Personal information
- Full name: Daniel Vázquez Evuy
- Date of birth: 11 March 1985 (age 40)
- Place of birth: Madrid, Spain
- Height: 1.83 m (6 ft 0 in)
- Position(s): Centre-back, right-back, right midfielder

Youth career
- 1995–1999: Móstoles
- 1999–2003: Rayo Vallecano

Senior career*
- Years: Team / Apps / (Gls)
- 2002–2003: Rayo Vallecano B
- 2004: Murcia B
- 2004–2006: Alcorcón B
- 2005–2006: Alcorcón / 8 / (0)
- 2006–2007: Móstoles
- 2007–2008: El Álamo / 21 / (1)
- 2008: Atlético Esquivias / 5 / (0)
- 2008–2009: Puerta Bonita / 22 / (0)
- 2009–2012: Villaviciosa de Odón / 93 / (3)
- 2013: Tallinna Kalev / 29 / (0)
- 2015: New York Cosmos B
- 2017–2018: Las Rozas / 28 / (0)

International career^{‡}
- 2006: Equatorial Guinea U23
- 2006–2015: Equatorial Guinea / 25 / (0)

= Evuy (footballer) =

Equatoguinean footballer (born 1985)

Daniel Vázquez Evuy (born 11 March 1985), known as Evuy, is a former footballer who played as a defender. Born and raised in Spain to a Spanish father and an Equatorial Guinean mother, he capped for the Equatorial Guinea national team.

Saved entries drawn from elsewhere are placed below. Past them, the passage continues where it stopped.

use std::{fmt, str::FromStr};

use chrono::{DateTime, NaiveDateTime, SecondsFormat, Utc};
use serde::{de, Deserialize, Deserializer, Serialize, Serializer};

/// Layouts tried after RFC 3339, in order. The API mixes colon and
/// no-colon UTC offsets, and occasionally omits the offset entirely.
const OFFSET_LAYOUT: &str = "%Y-%m-%dT%H:%M:%S%.f%z";
const NAIVE_LAYOUT: &str = "%Y-%m-%dT%H:%M:%S%.f";

/// Instant reported by the API, normalized to UTC.
///
/// Serializes as RFC 3339 with a `Z` suffix and the shortest of 0, 3, 6 or
/// 9 fractional digits that represents the value.
#[derive(Clone, Copy, Debug, PartialEq, Eq, PartialOrd, Ord, Hash)]
pub struct Timestamp(pub DateTime<Utc>);

#[derive(Clone, Debug, PartialEq, Eq, thiserror::Error)]
#[error("unrecognized timestamp '{0}'")]
pub struct TimestampError(String);

impl Timestamp {
    pub fn parse(value: &str) -> Result<Self, TimestampError> {
        let trimmed = value.trim();
        if let Ok(parsed) = DateTime::parse_from_rfc3339(trimmed) {
            return Ok(Self(parsed.with_timezone(&Utc)));
        }
        if let Ok(parsed) = DateTime::parse_from_str(trimmed, OFFSET_LAYOUT) {
            return Ok(Self(parsed.with_timezone(&Utc)));
        }
        if let Ok(parsed) = NaiveDateTime::parse_from_str(trimmed, NAIVE_LAYOUT) {
            return Ok(Self(parsed.and_utc()));
        }
        Err(TimestampError(value.to_owned()))
    }

    pub fn as_datetime(&self) -> &DateTime<Utc> {
        &self.0
    }
}

impl From<DateTime<Utc>> for Timestamp {
    fn from(value: DateTime<Utc>) -> Self {
        Self(value)
    }
}

impl FromStr for Timestamp {
    type Err = TimestampError;

    fn from_str(s: &str) -> Result<Self, Self::Err> {
        Self::parse(s)
    }
}

impl fmt::Display for Timestamp {
    fn fmt(&self, f: &mut fmt::Formatter<'_>) -> fmt::Result {
        f.write_str(&self.0.to_rfc3339_opts(SecondsFormat::AutoSi, true))
    }
}

impl Serialize for Timestamp {
    fn serialize<S: Serializer>(&self, serializer: S) -> Result<S::Ok, S::Error> {
        serializer.collect_str(self)
    }
}

impl<'de> Deserialize<'de> for Timestamp {
    fn deserialize<D: Deserializer<'de>>(deserializer: D) -> Result<Self, D::Error> {
        let raw = String::deserialize(deserializer)?;
        Self::parse(&raw).map_err(de::Error::custom)
    }
}
//! Diagnostics sink for client events.

use std::fmt;

/// Receives debug and error events from the request pipeline.
///
/// Events are observational; nothing a logger does changes how a call
/// proceeds. The default is [`NoopLogger`].
pub trait Logger: Send + Sync {
    fn debug(&self, args: fmt::Arguments<'_>);
    fn error(&self, args: fmt::Arguments<'_>);
}

/// Discards every event.
#[derive(Clone, Copy, Debug, Default)]
pub struct NoopLogger;

impl Logger for NoopLogger {
    fn debug(&self, _args: fmt::Arguments<'_>) {}
    fn error(&self, _args: fmt::Arguments<'_>) {}
}

/// Forwards events to `tracing` under the `manapool_http` target.
#[cfg(feature = "tracing")]
#[derive(Clone, Copy, Debug, Default)]
pub struct TracingLogger;

#[cfg(feature = "tracing")]
impl Logger for TracingLogger {
    fn debug(&self, args: fmt::Arguments<'_>) {
        tracing::debug!(target: "manapool_http", "{}", args);
    }

    fn error(&self, args: fmt::Arguments<'_>) {
        tracing::error!(target: "manapool_http", "{}", args);
    }
}

#[cfg(test)]
pub(crate) mod tests {
    use std::{
        fmt,
        sync::{Mutex, PoisonError},
    };

    use super::{Logger, NoopLogger};

    /// Records every event for assertions.
    #[derive(Default)]
    pub(crate) struct RecordingLogger {
        pub(crate) debug: Mutex<Vec<String>>,
        pub(crate) error: Mutex<Vec<String>>,
    }

    impl Logger for RecordingLogger {
        fn debug(&self, args: fmt::Arguments<'_>) {
            self.debug
                .lock()
                .unwrap_or_else(PoisonError::into_inner)
                .push(args.to_string());
        }

        fn error(&self, args: fmt::Arguments<'_>) {
            self.error
                .lock()
                .unwrap_or_else(PoisonError::into_inner)
                .push(args.to_string());
        }
    }

    #[test]
    fn recording_logger_formats_arguments() {
        let logger = RecordingLogger::default();
        logger.debug(format_args!("attempt {} of {}", 1, 3));
        logger.error(format_args!("status {}", 500));

        assert_eq!(logger.debug.lock().unwrap().as_slice(), ["attempt 1 of 3"]);
        assert_eq!(logger.error.lock().unwrap().as_slice(), ["status 500"]);
    }

    #[test]
    fn noop_logger_accepts_events() {
        let logger: &dyn Logger = &NoopLogger;
        logger.debug(format_args!("ignored {}", 1));
        logger.error(format_args!("ignored {}", 2));
    }
}
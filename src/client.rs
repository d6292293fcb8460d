use std::{
    fmt,
    sync::Arc,
    time::{Duration, Instant},
};

use reqwest::header;
use tokio::time::sleep;

use crate::{
    backoff::BackoffPolicy,
    classify::{classify, parse_retry_after, AttemptOutcome, Classification},
    decode::decode_json,
    logger::{Logger, NoopLogger},
    Account, CancellationToken, ClientOptions, InventoryOptions, InventoryResponse, ManapoolError,
    NetworkError, RateLimiter, RequestDescriptor, Result, ValidationError,
};

/// Header carrying the seller's API access token.
pub const ACCESS_TOKEN_HEADER: &str = "X-ManaPool-Access-Token";
/// Header carrying the seller's account email.
pub const EMAIL_HEADER: &str = "X-ManaPool-Email";
const REQUEST_ID_HEADER: &str = "x-request-id";

#[derive(Clone)]
/// HTTP client for the Manapool seller API.
///
/// Clones share the connection pool, the rate limiter and the logger, so a
/// single client (or its clones) can be used from many tasks at once while
/// respecting one request budget.
pub struct ManapoolClient {
    http: reqwest::Client,
    token: String,
    email: String,
    options: ClientOptions,
    backoff: BackoffPolicy,
    limiter: Arc<RateLimiter>,
    logger: Arc<dyn Logger>,
}

impl fmt::Debug for ManapoolClient {
    fn fmt(&self, f: &mut fmt::Formatter<'_>) -> fmt::Result {
        f.debug_struct("ManapoolClient")
            .field("email", &self.email)
            .field("token", &"<redacted>")
            .field("options", &self.options)
            .field("limiter", &self.limiter)
            .finish()
    }
}

impl ManapoolClient {
    /// Creates a client with default options.
    pub fn new(token: impl Into<String>, email: impl Into<String>) -> Self {
        let options = ClientOptions::default();
        Self {
            http: reqwest::Client::new(),
            token: token.into(),
            email: email.into(),
            backoff: options.backoff_policy(),
            limiter: Arc::new(RateLimiter::default()),
            logger: Arc::new(NoopLogger),
            options,
        }
    }

    /// Creates a client from environment variables.
    ///
    /// Reads:
    /// - `MANAPOOL_TOKEN` — API access token
    /// - `MANAPOOL_EMAIL` — seller account email
    /// - `MANAPOOL_BASE_URL` — optional API root override
    ///
    /// # Example
    ///
    /// ```no_run
    /// use manapool_http::ManapoolClient;
    ///
    /// let client = ManapoolClient::from_env().expect("missing MANAPOOL_* env vars");
    /// ```
    pub fn from_env() -> Result<Self> {
        let token = required_env("MANAPOOL_TOKEN")?;
        let email = required_env("MANAPOOL_EMAIL")?;
        let client = Self::new(token, email);
        match std::env::var("MANAPOOL_BASE_URL") {
            Ok(base_url) if !base_url.trim().is_empty() => {
                client.with_options(ClientOptions::default().base_url(base_url))
            }
            _ => Ok(client),
        }
    }

    /// Applies endpoint, timeout, rate-limit and retry options.
    ///
    /// Replaces the rate limiter, so call this before cloning the client.
    pub fn with_options(mut self, opts: ClientOptions) -> Result<Self> {
        opts.validate()?;
        self.limiter = Arc::new(opts.rate_limiter()?);
        self.backoff = opts.backoff_policy();
        self.options = opts;
        Ok(self)
    }

    /// Replaces the underlying `reqwest` client (proxies, TLS, pooling).
    ///
    /// The per-attempt timeout from [`ClientOptions::timeout`] still applies.
    pub fn with_http_client(mut self, http: reqwest::Client) -> Self {
        self.http = http;
        self
    }

    /// Installs a diagnostics sink.
    pub fn with_logger(mut self, logger: Arc<dyn Logger>) -> Self {
        self.logger = logger;
        self
    }

    /// Overrides the identity sent in the email header.
    pub fn with_email(mut self, email: impl Into<String>) -> Self {
        self.email = email.into();
        self
    }

    pub fn options(&self) -> &ClientOptions {
        &self.options
    }

    /// Fetches the authenticated seller's account.
    pub async fn seller_account(&self, cancel: &CancellationToken) -> Result<Account> {
        let body = self
            .execute(&RequestDescriptor::get("account"), cancel)
            .await?;
        decode_json(&body)
    }

    /// Fetches one page of the seller's inventory.
    ///
    /// `opts` is validated before any request is made.
    pub async fn seller_inventory(
        &self,
        mut opts: InventoryOptions,
        cancel: &CancellationToken,
    ) -> Result<InventoryResponse> {
        opts.validate()?;
        let request = RequestDescriptor::get("seller/inventory")
            .query("limit", opts.limit)
            .query("offset", opts.offset);
        let body = self.execute(&request, cancel).await?;
        decode_json(&body)
    }

    /// Runs one logical call and returns the raw body of the 2xx response.
    ///
    /// Every attempt first takes a rate-limit permit. Transport failures, 429
    /// and 5xx are retried with exponential backoff until the retry budget
    /// is spent; any other failure is returned at once. Cancellation is
    /// observed while waiting for a permit, during the transport call and
    /// during backoff, and ends the call with a [`NetworkError`].
    pub async fn execute(
        &self,
        request: &RequestDescriptor,
        cancel: &CancellationToken,
    ) -> Result<Vec<u8>> {
        let started = Instant::now();
        let max_attempts = self.backoff.max_attempts();
        let mut attempt = 0usize;
        let mut backoff_total = Duration::ZERO;

        loop {
            attempt += 1;

            if self.limiter.acquire(cancel).await.is_err() {
                return Err(self.cancelled(request, "waiting for rate limiter"));
            }

            self.logger.debug(format_args!(
                "manapool request attempt {attempt}/{max_attempts}: {} {}",
                request.method(),
                request.path()
            ));

            let outcome = match cancel.run_until_cancelled(self.send_once(request)).await {
                Some(outcome) => outcome,
                None => return Err(self.cancelled(request, "in flight")),
            };

            let (error, retryable, retry_after) = match classify(outcome) {
                Classification::Success(body) => return Ok(body),
                Classification::Failure {
                    error,
                    retryable,
                    retry_after,
                } => (error, retryable, retry_after),
            };

            self.logger.error(format_args!(
                "manapool request {} {} failed on attempt {attempt}: {error}",
                request.method(),
                request.path()
            ));

            if !retryable || !self.backoff.should_retry(attempt) {
                if retryable {
                    self.logger.debug(format_args!(
                        "manapool request {} {} giving up after {attempt} attempts in {:?}",
                        request.method(),
                        request.path(),
                        started.elapsed()
                    ));
                }
                return Err(error);
            }

            let delay = self.backoff.delay_with_hint(attempt, retry_after);
            self.wait_before_retry(request, attempt, delay, cancel).await?;
            backoff_total += delay;

            self.logger.debug(format_args!(
                "manapool request {} {} retrying after {:?} total backoff",
                request.method(),
                request.path(),
                backoff_total
            ));
        }
    }

    async fn send_once(&self, request: &RequestDescriptor) -> AttemptOutcome {
        let mut builder = self
            .http
            .request(request.method().clone(), request.url(&self.options.base_url))
            .header(ACCESS_TOKEN_HEADER, &self.token)
            .header(EMAIL_HEADER, &self.email)
            .header(header::USER_AGENT, &self.options.user_agent)
            .header(header::ACCEPT, "application/json")
            .timeout(self.options.timeout);

        if !request.query_pairs().is_empty() {
            builder = builder.query(request.query_pairs());
        }
        if let Some(body) = request.body() {
            builder = builder
                .header(header::CONTENT_TYPE, "application/json")
                .body(body.to_vec());
        }

        let response = match builder.send().await {
            Ok(response) => response,
            Err(err) => return AttemptOutcome::TransportFailure(err),
        };

        let status = response.status();
        let request_id = header_string(response.headers(), REQUEST_ID_HEADER);
        let retry_after = header_string(response.headers(), header::RETRY_AFTER.as_str())
            .as_deref()
            .and_then(parse_retry_after);

        let body = match response.bytes().await {
            Ok(body) => body.to_vec(),
            Err(err) => return AttemptOutcome::TransportFailure(err),
        };

        if status.is_success() {
            AttemptOutcome::Success {
                status: status.as_u16(),
                body,
            }
        } else {
            AttemptOutcome::HttpFailure {
                status: status.as_u16(),
                body,
                request_id,
                retry_after,
            }
        }
    }

    /// Sleeps `delay` before retry `attempt`, or fails once `cancel` fires.
    async fn wait_before_retry(
        &self,
        request: &RequestDescriptor,
        attempt: usize,
        delay: Duration,
        cancel: &CancellationToken,
    ) -> Result<()> {
        #[cfg(feature = "tracing")]
        tracing::debug!(
            "retrying {} {} after {} ms",
            request.method(),
            request.path(),
            delay.as_millis()
        );

        self.logger.debug(format_args!(
            "manapool request {} {} backing off {:?} before retry {attempt}",
            request.method(),
            request.path(),
            delay
        ));

        match cancel.run_until_cancelled(sleep(delay)).await {
            Some(()) => Ok(()),
            None => Err(self.cancelled(request, "during retry backoff")),
        }
    }

    fn cancelled(&self, request: &RequestDescriptor, stage: &str) -> ManapoolError {
        let err = NetworkError::cancelled(format!(
            "{} {} cancelled {stage}",
            request.method(),
            request.path()
        ));
        self.logger.error(format_args!("manapool request {err}"));
        err.into()
    }
}

fn header_string(headers: &header::HeaderMap, name: &str) -> Option<String> {
    headers
        .get(name)
        .and_then(|value| value.to_str().ok())
        .map(str::to_owned)
}

fn required_env(name: &str) -> Result<String> {
    match std::env::var(name) {
        Ok(value) if !value.trim().is_empty() => Ok(value),
        Ok(_) => Err(ValidationError::new(name, format!("{name} is set but empty")).into()),
        Err(_) => Err(
            ValidationError::new(name, format!("missing {name} environment variable")).into(),
        ),
    }
}
//! Token-bucket rate limiter shared by every call of a client.

use std::{
    fmt,
    sync::{Mutex, MutexGuard, PoisonError},
    time::Duration,
};

use tokio::time::{sleep, Instant};

use crate::{CancellationToken, ValidationError};

/// Default sustained request rate.
pub const DEFAULT_REQUESTS_PER_SECOND: f64 = 10.0;
/// Default bucket capacity.
pub const DEFAULT_BURST: u32 = 1;

/// Returned by [`RateLimiter::acquire`] when the wait was cancelled.
#[derive(Clone, Copy, Debug, PartialEq, Eq, thiserror::Error)]
#[error("rate limiter wait cancelled")]
pub struct AcquireCancelled;

/// Bounds outbound requests to `rate` per second with `burst` capacity.
///
/// Tokens refill continuously up to `burst`; the bucket starts full. A
/// waiting caller reserves its token up front, so the balance can go
/// negative and later callers queue behind earlier ones instead of racing
/// them. Cancelling the most recent reservation returns its token; an
/// earlier cancelled slot simply goes unused so queued deadlines stay valid.
pub struct RateLimiter {
    rate: f64,
    burst: u32,
    bucket: Mutex<Bucket>,
}

struct Bucket {
    tokens: f64,
    updated: Instant,
    /// Sequence number handed to the next waiting reservation.
    next_seq: u64,
    /// Newest waiting reservation whose token may still be returned.
    tail: Option<u64>,
}

/// A token taken ahead of time; `seq` identifies it for cancellation.
struct Reservation {
    wait: Duration,
    seq: u64,
}

impl RateLimiter {
    /// Creates a limiter allowing `requests_per_second` with `burst` capacity.
    pub fn new(requests_per_second: f64, burst: u32) -> Result<Self, ValidationError> {
        if !requests_per_second.is_finite() || requests_per_second <= 0.0 {
            return Err(ValidationError::new(
                "requests_per_second",
                "rate must be a positive number",
            ));
        }
        if burst == 0 {
            return Err(ValidationError::new("burst", "burst must be at least 1"));
        }

        Ok(Self {
            rate: requests_per_second,
            burst,
            bucket: Mutex::new(Bucket::full(burst)),
        })
    }

    pub fn rate(&self) -> f64 {
        self.rate
    }

    pub fn burst(&self) -> u32 {
        self.burst
    }

    /// Waits for one permit.
    ///
    /// Returns [`AcquireCancelled`] as soon as `cancel` fires.
    pub async fn acquire(&self, cancel: &CancellationToken) -> Result<(), AcquireCancelled> {
        if cancel.is_cancelled() {
            return Err(AcquireCancelled);
        }

        let reservation = self.reserve();
        if reservation.wait.is_zero() {
            return Ok(());
        }

        #[cfg(feature = "tracing")]
        tracing::trace!("rate limiter waiting {:?} for a permit", reservation.wait);

        tokio::select! {
            biased;
            _ = cancel.cancelled() => {
                self.cancel_reservation(reservation.seq);
                Err(AcquireCancelled)
            }
            _ = sleep(reservation.wait) => Ok(()),
        }
    }

    /// Takes a permit only if one is available right now.
    pub fn try_acquire(&self) -> bool {
        let mut bucket = self.lock();
        self.refill(&mut bucket, Instant::now());
        if bucket.tokens >= 1.0 {
            bucket.tokens -= 1.0;
            true
        } else {
            false
        }
    }

    /// Consumes one token and returns how long the caller must wait for it.
    fn reserve(&self) -> Reservation {
        let mut bucket = self.lock();
        self.refill(&mut bucket, Instant::now());
        bucket.tokens -= 1.0;
        let seq = bucket.next_seq;
        if bucket.tokens >= 0.0 {
            return Reservation {
                wait: Duration::ZERO,
                seq,
            };
        }

        bucket.next_seq += 1;
        bucket.tail = Some(seq);
        // Tiny rates can ask for more than `Duration` holds.
        let wait = Duration::try_from_secs_f64(-bucket.tokens / self.rate)
            .unwrap_or(Duration::MAX);
        Reservation { wait, seq }
    }

    /// Returns the token of a cancelled reservation if nobody queued behind
    /// it; otherwise later deadlines were computed against that token.
    fn cancel_reservation(&self, seq: u64) {
        let mut bucket = self.lock();
        if bucket.tail != Some(seq) {
            return;
        }
        bucket.tokens = (bucket.tokens + 1.0).min(f64::from(self.burst));
        bucket.tail = seq.checked_sub(1);
    }

    fn refill(&self, bucket: &mut Bucket, now: Instant) {
        let elapsed = now.saturating_duration_since(bucket.updated).as_secs_f64();
        bucket.tokens = (bucket.tokens + elapsed * self.rate).min(f64::from(self.burst));
        bucket.updated = now;
    }

    // Bucket arithmetic cannot leave the state inconsistent, so a poisoned
    // lock is still usable.
    fn lock(&self) -> MutexGuard<'_, Bucket> {
        self.bucket.lock().unwrap_or_else(PoisonError::into_inner)
    }
}

impl Bucket {
    fn full(burst: u32) -> Self {
        Self {
            tokens: f64::from(burst),
            updated: Instant::now(),
            next_seq: 0,
            tail: None,
        }
    }
}

impl Default for RateLimiter {
    fn default() -> Self {
        Self {
            rate: DEFAULT_REQUESTS_PER_SECOND,
            burst: DEFAULT_BURST,
            bucket: Mutex::new(Bucket::full(DEFAULT_BURST)),
        }
    }
}

impl fmt::Debug for RateLimiter {
    fn fmt(&self, f: &mut fmt::Formatter<'_>) -> fmt::Result {
        f.debug_struct("RateLimiter")
            .field("rate", &self.rate)
            .field("burst", &self.burst)
            .finish()
    }
}

#[cfg(test)]
mod tests {
    use std::{sync::Arc, time::Duration};

    use tokio::time::Instant;

    use super::{AcquireCancelled, RateLimiter};
    use crate::CancellationToken;

    #[test]
    fn rejects_invalid_configuration() {
        assert!(RateLimiter::new(0.0, 1).is_err());
        assert!(RateLimiter::new(-1.0, 1).is_err());
        assert!(RateLimiter::new(f64::NAN, 1).is_err());
        let err = RateLimiter::new(5.0, 0).expect_err("burst 0 must fail");
        assert_eq!(err.field, "burst");
    }

    #[tokio::test(start_paused = true)]
    async fn burst_is_available_immediately() {
        let limiter = RateLimiter::new(1.0, 3).expect("valid limiter");
        assert!(limiter.try_acquire());
        assert!(limiter.try_acquire());
        assert!(limiter.try_acquire());
        assert!(!limiter.try_acquire());
    }

    #[tokio::test(start_paused = true)]
    async fn acquire_waits_for_refill() {
        let limiter = RateLimiter::new(10.0, 1).expect("valid limiter");
        let cancel = CancellationToken::new();
        let start = Instant::now();

        limiter.acquire(&cancel).await.expect("first permit");
        assert_eq!(start.elapsed(), Duration::ZERO);

        limiter.acquire(&cancel).await.expect("second permit");
        assert!(start.elapsed() >= Duration::from_millis(100));
    }

    #[tokio::test(start_paused = true)]
    async fn concurrent_waiters_are_spaced_by_rate() {
        let limiter = Arc::new(RateLimiter::new(10.0, 1).expect("valid limiter"));
        let cancel = CancellationToken::new();
        let start = Instant::now();

        let handles: Vec<_> = (0..4)
            .map(|_| {
                let limiter = Arc::clone(&limiter);
                let cancel = cancel.clone();
                tokio::spawn(async move { limiter.acquire(&cancel).await })
            })
            .collect();
        for handle in handles {
            handle.await.expect("task").expect("permit");
        }

        assert!(start.elapsed() >= Duration::from_millis(300));
    }

    #[tokio::test(start_paused = true)]
    async fn tokens_never_exceed_burst() {
        let limiter = RateLimiter::new(100.0, 2).expect("valid limiter");
        tokio::time::sleep(Duration::from_secs(10)).await;
        assert!(limiter.try_acquire());
        assert!(limiter.try_acquire());
        assert!(!limiter.try_acquire());
    }

    #[tokio::test]
    async fn cancelled_token_fails_without_consuming() {
        let limiter = RateLimiter::new(1.0, 1).expect("valid limiter");
        let cancel = CancellationToken::new();
        cancel.cancel();

        assert_eq!(limiter.acquire(&cancel).await, Err(AcquireCancelled));
        assert!(limiter.try_acquire());
    }

    #[tokio::test(start_paused = true)]
    async fn cancelled_wait_refunds_token() {
        let limiter = Arc::new(RateLimiter::new(1.0, 1).expect("valid limiter"));
        let cancel = CancellationToken::new();
        limiter.acquire(&cancel).await.expect("first permit");

        let waiter = {
            let limiter = Arc::clone(&limiter);
            let cancel = cancel.clone();
            tokio::spawn(async move { limiter.acquire(&cancel).await })
        };
        tokio::time::sleep(Duration::from_millis(100)).await;
        cancel.cancel();
        assert_eq!(waiter.await.expect("task"), Err(AcquireCancelled));

        // The refunded reservation means a full token is back after one period.
        tokio::time::sleep(Duration::from_millis(900)).await;
        assert!(limiter.try_acquire());
    }

    fn timed_acquire(
        limiter: &Arc<RateLimiter>,
        cancel: &CancellationToken,
        start: Instant,
    ) -> tokio::task::JoinHandle<Result<Duration, AcquireCancelled>> {
        let limiter = Arc::clone(limiter);
        let cancel = cancel.clone();
        tokio::spawn(async move { limiter.acquire(&cancel).await.map(|()| start.elapsed()) })
    }

    #[tokio::test(start_paused = true)]
    async fn cancelled_waiter_with_queue_behind_keeps_slots_apart() {
        let limiter = Arc::new(RateLimiter::new(10.0, 1).expect("valid limiter"));
        let shared = CancellationToken::new();
        let first_cancel = CancellationToken::new();
        let start = Instant::now();
        limiter.acquire(&shared).await.expect("first permit");

        let first = timed_acquire(&limiter, &first_cancel, start);
        let second = timed_acquire(&limiter, &shared, start);
        tokio::time::sleep(Duration::from_millis(10)).await;
        first_cancel.cancel();
        let late = timed_acquire(&limiter, &shared, start);

        assert_eq!(first.await.expect("task"), Err(AcquireCancelled));
        let second_at = second.await.expect("task").expect("permit");
        let late_at = late.await.expect("task").expect("permit");

        assert!(second_at >= Duration::from_millis(200));
        assert!(
            late_at >= second_at + Duration::from_millis(90),
            "permits granted at {second_at:?} and {late_at:?} with burst 1"
        );
    }

    #[tokio::test(start_paused = true)]
    async fn cancelled_last_waiter_hands_its_slot_to_next_caller() {
        let limiter = Arc::new(RateLimiter::new(10.0, 1).expect("valid limiter"));
        let shared = CancellationToken::new();
        let last_cancel = CancellationToken::new();
        let start = Instant::now();
        limiter.acquire(&shared).await.expect("first permit");

        let first = timed_acquire(&limiter, &shared, start);
        let last = timed_acquire(&limiter, &last_cancel, start);
        tokio::time::sleep(Duration::from_millis(10)).await;
        last_cancel.cancel();
        assert_eq!(last.await.expect("task"), Err(AcquireCancelled));
        let late = timed_acquire(&limiter, &shared, start);

        let first_at = first.await.expect("task").expect("permit");
        let late_at = late.await.expect("task").expect("permit");

        assert!(first_at >= Duration::from_millis(100));
        assert!(late_at >= first_at + Duration::from_millis(90));
        assert!(late_at <= Duration::from_millis(210));
    }

    #[test]
    fn tiny_rate_saturates_wait_instead_of_panicking() {
        let limiter = RateLimiter::new(1e-20, 1).expect("valid limiter");
        assert!(limiter.try_acquire());
        assert_eq!(limiter.reserve().wait, Duration::MAX);
    }

    #[tokio::test(start_paused = true)]
    async fn tiny_rate_wait_is_still_cancellable() {
        let limiter = Arc::new(RateLimiter::new(1e-20, 1).expect("valid limiter"));
        let cancel = CancellationToken::new();
        assert!(limiter.try_acquire());

        let waiter = timed_acquire(&limiter, &cancel, Instant::now());
        tokio::time::sleep(Duration::from_millis(10)).await;
        cancel.cancel();
        assert_eq!(waiter.await.expect("task"), Err(AcquireCancelled));
    }
}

Currently, he is a collaborator on the Twitch channel of El Chiringuito, a football-related Spanish television program. He is also dedicated to business development and intermediation in the sports market. In the same way, he is an expert in communication and media.

==Early life==
Evuy was born on 11 March 1985 in Madrid to a Spanish father and an Equatorial Guinean Bubi mother.

==Club career==
Evuy began his career in the CD Mostoles, a club of Madrid south. Before Evuy go to the Rayo vallecano of Madrid where be six years. In the Rayo Vallecano national category he was selected for the Madrid Community selection during two years. After there were rumors that were placing the player in the VFB Stuttgart.

==International career==
Evuy was called for play with the Equatorial Guinea national team in the Africa Cup of Nations 2008 Qualifying match against Cameroon on 7 October 2006.